The retention rate here is calculated as the percentage of all severely absent pupils in a given year that were also severely absent the year before. In secondary schools, in 2023, this was around 40% of children who were severely absent in 2023 were also severely absent in 2022.

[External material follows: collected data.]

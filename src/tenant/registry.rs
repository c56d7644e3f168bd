use std::collections::HashMap;

use async_trait::async_trait;

use crate::protocol::{TenantConfig, TenantId};

/// A resolved tenant.
#[derive(Debug, Clone)]
pub struct Tenant {
    pub id: TenantId,
    pub name: String,
    pub config: TenantConfig,
}

/// Lookup of tenant configuration by name.
#[async_trait]
pub trait TenantRegistry: Send + Sync {
    /// Resolve a tenant by name, case-insensitive. `None` means the
    /// request is not a relay URL and falls through to the next handler.
    async fn load_by_name(&self, name: &str) -> Option<Tenant>;
}

/// Registry seeded once from configuration.
#[derive(Debug, Default)]
pub struct InMemoryTenantRegistry {
    tenants: HashMap<String, Tenant>,
}

impl InMemoryTenantRegistry {
    pub fn new(tenants: impl IntoIterator<Item = Tenant>) -> Self {
        let tenants = tenants
            .into_iter()
            .map(|t| (t.name.to_ascii_lowercase(), t))
            .collect();
        Self { tenants }
    }

    /// Convenience for tests and single-tenant setups.
    pub fn with_tenant(name: &str, config: TenantConfig) -> Self {
        Self::new([Tenant {
            id: TenantId::new(),
            name: name.to_string(),
            config,
        }])
    }
}

#[async_trait]
impl TenantRegistry for InMemoryTenantRegistry {
    async fn load_by_name(&self, name: &str) -> Option<Tenant> {
        self.tenants.get(&name.to_ascii_lowercase()).cloned()
    }
}

#[cfg(test)]
mod tests {
    use super::*;

    #[tokio::test]
    async fn lookup_is_case_insensitive() {
        let registry = InMemoryTenantRegistry::with_tenant("Acme", TenantConfig::default());
        assert!(registry.load_by_name("acme").await.is_some());
        assert!(registry.load_by_name("ACME").await.is_some());
        assert!(registry.load_by_name("other").await.is_none());
    }
}
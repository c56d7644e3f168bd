//! Response writer: turns a matched target response into the HTTP
//! answer for the waiting caller, stripping hop-by-hop headers.

use axum::body::Body;
use axum::http::{HeaderName, HeaderValue, StatusCode};
use axum::response::Response;

use crate::coordination::ReceivedResponse;
use crate::protocol::BodyContent;

const HOP_BY_HOP: [&str; 8] = [
    "connection",
    "keep-alive",
    "proxy-authenticate",
    "proxy-authorization",
    "te",
    "trailer",
    "transfer-encoding",
    "upgrade",
];

pub fn is_hop_by_hop(name: &str) -> bool {
    HOP_BY_HOP.iter().any(|h| name.eq_ignore_ascii_case(h))
}

/// Write the matched response back to the caller.
pub fn write_response(received: ReceivedResponse) -> Response {
    let ReceivedResponse { response, body } = received;
    let request_id = response.request_id;

    let status =
        StatusCode::from_u16(response.status).unwrap_or(StatusCode::INTERNAL_SERVER_ERROR);

    let out_body = match (&response.body, body) {
        (BodyContent::Inline { data }, _) => Body::from(data.clone()),
        (BodyContent::Outsourced, Some(stored)) => Body::from_stream(stored.into_stream()),
        (BodyContent::Outsourced, None) => {
            tracing::warn!(request_id = %request_id, "outsourced response body missing, writing empty body");
            Body::empty()
        }
        (BodyContent::Empty, _) => Body::empty(),
    };

    let mut out = Response::new(out_body);
    *out.status_mut() = status;
    for (name, value) in &response.headers {
        if is_hop_by_hop(name) {
            continue;
        }
        let Ok(name) = name.parse::<HeaderName>() else {
            continue;
        };
        let Ok(value) = HeaderValue::from_str(value) else {
            continue;
        };
        out.headers_mut().append(name, value);
    }

    tracing::debug!(request_id = %request_id, status = %status, "response written");
    out
}

#[cfg(test)]
mod tests {
    use super::*;
    use crate::protocol::{OriginId, RequestId, TargetResponse};

    #[test]
    fn hop_by_hop_headers_are_stripped() {
        let response = TargetResponse {
            request_id: RequestId::new(),
            origin_id: OriginId::new(),
            status: 200,
            headers: vec![
                ("content-type".into(), "text/plain".into()),
                ("Transfer-Encoding".into(), "chunked".into()),
                ("Connection".into(), "close".into()),
            ],
            body: BodyContent::inline(&b"ok"[..]),
            body_size: 2,
            failed: false,
            expired: false,
            error_message: None,
        };

        let written = write_response(ReceivedResponse {
            response,
            body: None,
        });
        assert_eq!(written.status(), StatusCode::OK);
        assert!(written.headers().contains_key("content-type"));
        assert!(!written.headers().contains_key("transfer-encoding"));
        assert!(!written.headers().contains_key("connection"));
    }

    #[test]
    fn invalid_status_becomes_500() {
        let response = TargetResponse {
            request_id: RequestId::new(),
            origin_id: OriginId::new(),
            status: 42,
            headers: Vec::new(),
            body: BodyContent::Empty,
            body_size: 0,
            failed: true,
            expired: false,
            error_message: Some("bogus".into()),
        };
        let written = write_response(ReceivedResponse {
            response,
            body: None,
        });
        assert_eq!(written.status(), StatusCode::INTERNAL_SERVER_ERROR);
    }
}
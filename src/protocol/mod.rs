//! Wire-level data model shared by the edge server and connectors.
//!
//! Everything that crosses a process boundary lives here: the relay
//! request/response envelopes, acknowledgements, tenant configuration
//! pushed over the hub, and the hub frames themselves. All frames are
//! JSON; inline body payloads are base64-encoded.

pub mod ids;
pub mod message;

pub use ids::{ConnectionId, OriginId, RequestId, TenantId};
pub use message::{
    AcknowledgeRequest, BodyContent, ConnectorFrame, RelayRequest, ServerFrame, TargetResponse,
    TenantConfig,
};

This retention rate has risen in recent years:
Code
ggplot(sa_yoy_crunched |> filter(year >= 2018, category == "pc_retained"),
aes(x = year,
y = value, label = scales::percent(value, accuracy = 1.1L))) +
geom_point() + geom_line(linetype = "dotted") + geom_text(size = 2.5, nudge_y = -0.02) +
#geom_text(aes(label = scales::percent(pc_retained, accuracy = 1.1L, size = 3))) +
#geom_col(position = position_stack()) +
labs(title = "Year on year severe absence retention rate (secondary)",
subtitle = "% of severely absent children who were severely absent in the previous year",
caption = "data from Capita One") +
theme(plot.title = element_markdown(size = 12),
legend.position = "none", axis.title = eb, axis.line.y = eb, axis.text.y = eb, axis.ticks.y = eb) +
MetBrewer::scale_fill_met_d("Egypt")
Plotting the retention rate by NCY shows increased year on year retention as children grow older. Here we’ve included the NCY profiles of two years: 2018 and 2024, showing the increased retention rates across the board into 2024.
Code
sa_ncy <- attend_stud_year_ncy |>
left_join(stud_details_joined) |> #might want this but not yet
left_join(attend |> select(stud_id, year, school_ed_phase_corrected) |> distinct()) |>
filter(severe_absence == 1,
#school_ed_phase_corrected == "Secondary",
ncy >= 6, ncy <= 11) |>
select(stud_id, year, ncy) |>
mutate(sa = 1,
prev_year = year - 1)
sa_yoy <- sa_ncy |>
left_join(sa_ncy |> select(-prev_year, -ncy) |> rename(retained = sa),
join_by(stud_id == stud_id,
prev_year == year)) |>
mutate(
retained = if_else(is.na(retained),0,1),
new = if_else(retained == 0,1,0)
) |>
filter(ncy >= 7)
sa_yoy_ncy_crunched <- sa_yoy |>
filter(year %in% c(2018,
#2019,
#2020,
#2021,
#2022,
#2023,
2024)) |>
group_by(year, ncy) |>
summarise(total = sum(sa),
new = sum(new),
retained = sum(retained),
pc_retained = sum(retained) / sum(sa)) |>
#pivot_longer(cols = c(-year,-ncy),
# names_to = "category",
# values_to = "value") |>
mutate(year = factor(year)) |>
mutate(label = if_else(ncy == max(ncy), year, NA_character_))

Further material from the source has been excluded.